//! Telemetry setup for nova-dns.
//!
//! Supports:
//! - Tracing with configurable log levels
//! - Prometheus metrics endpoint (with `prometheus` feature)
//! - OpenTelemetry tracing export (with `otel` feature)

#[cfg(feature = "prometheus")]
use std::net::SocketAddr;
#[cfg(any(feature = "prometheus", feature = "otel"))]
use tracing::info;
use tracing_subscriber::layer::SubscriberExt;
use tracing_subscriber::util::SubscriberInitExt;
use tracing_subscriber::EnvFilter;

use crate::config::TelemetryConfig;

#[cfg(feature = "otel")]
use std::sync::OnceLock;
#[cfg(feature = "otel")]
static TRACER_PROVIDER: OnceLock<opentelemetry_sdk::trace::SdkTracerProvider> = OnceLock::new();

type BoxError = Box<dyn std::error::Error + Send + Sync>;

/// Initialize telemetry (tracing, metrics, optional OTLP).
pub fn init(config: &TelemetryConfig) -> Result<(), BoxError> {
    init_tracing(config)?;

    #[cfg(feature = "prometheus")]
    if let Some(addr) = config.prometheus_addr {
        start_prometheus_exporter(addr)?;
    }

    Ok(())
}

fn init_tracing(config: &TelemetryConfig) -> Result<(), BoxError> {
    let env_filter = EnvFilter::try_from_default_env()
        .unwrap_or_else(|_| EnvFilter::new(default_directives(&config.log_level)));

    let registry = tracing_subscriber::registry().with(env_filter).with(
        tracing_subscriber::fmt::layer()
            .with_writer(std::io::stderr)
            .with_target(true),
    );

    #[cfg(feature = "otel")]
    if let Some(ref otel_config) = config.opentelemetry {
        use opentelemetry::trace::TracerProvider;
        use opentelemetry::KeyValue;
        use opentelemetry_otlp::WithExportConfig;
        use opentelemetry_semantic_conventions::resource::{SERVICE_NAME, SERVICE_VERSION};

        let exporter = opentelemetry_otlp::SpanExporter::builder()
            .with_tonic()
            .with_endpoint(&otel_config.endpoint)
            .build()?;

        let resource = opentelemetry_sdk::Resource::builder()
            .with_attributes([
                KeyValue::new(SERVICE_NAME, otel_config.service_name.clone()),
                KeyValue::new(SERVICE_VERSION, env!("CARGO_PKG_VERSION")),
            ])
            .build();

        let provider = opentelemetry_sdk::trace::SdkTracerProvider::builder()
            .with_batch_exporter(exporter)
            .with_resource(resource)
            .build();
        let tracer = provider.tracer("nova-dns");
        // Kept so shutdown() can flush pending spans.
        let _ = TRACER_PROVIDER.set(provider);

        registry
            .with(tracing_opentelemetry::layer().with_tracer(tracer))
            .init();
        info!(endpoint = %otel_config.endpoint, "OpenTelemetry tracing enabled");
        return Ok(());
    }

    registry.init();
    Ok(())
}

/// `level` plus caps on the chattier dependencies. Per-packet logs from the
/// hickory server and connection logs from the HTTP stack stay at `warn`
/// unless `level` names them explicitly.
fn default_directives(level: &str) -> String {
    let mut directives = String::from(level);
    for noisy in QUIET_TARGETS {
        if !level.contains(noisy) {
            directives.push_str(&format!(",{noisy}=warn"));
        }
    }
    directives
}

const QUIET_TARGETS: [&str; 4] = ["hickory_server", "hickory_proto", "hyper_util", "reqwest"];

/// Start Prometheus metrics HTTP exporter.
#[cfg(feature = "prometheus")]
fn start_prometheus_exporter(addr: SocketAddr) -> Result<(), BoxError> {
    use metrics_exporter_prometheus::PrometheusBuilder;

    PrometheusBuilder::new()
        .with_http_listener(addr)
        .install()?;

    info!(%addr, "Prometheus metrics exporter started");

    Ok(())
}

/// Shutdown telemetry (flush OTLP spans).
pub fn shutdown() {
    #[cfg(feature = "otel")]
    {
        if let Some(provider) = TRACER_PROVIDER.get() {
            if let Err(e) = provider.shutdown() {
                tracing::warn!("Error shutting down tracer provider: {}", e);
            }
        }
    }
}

**WHAT YOU NEED TO DO**
Please go through the material and return each line where the word "endpoint" appears.

**YOUR SOLUTION**
//! - Prometheus metrics endpoint (with `prometheus` feature)
            .with_endpoint(&otel_config.endpoint)
        info!(endpoint = %otel_config.endpoint, "OpenTelemetry tracing enabled");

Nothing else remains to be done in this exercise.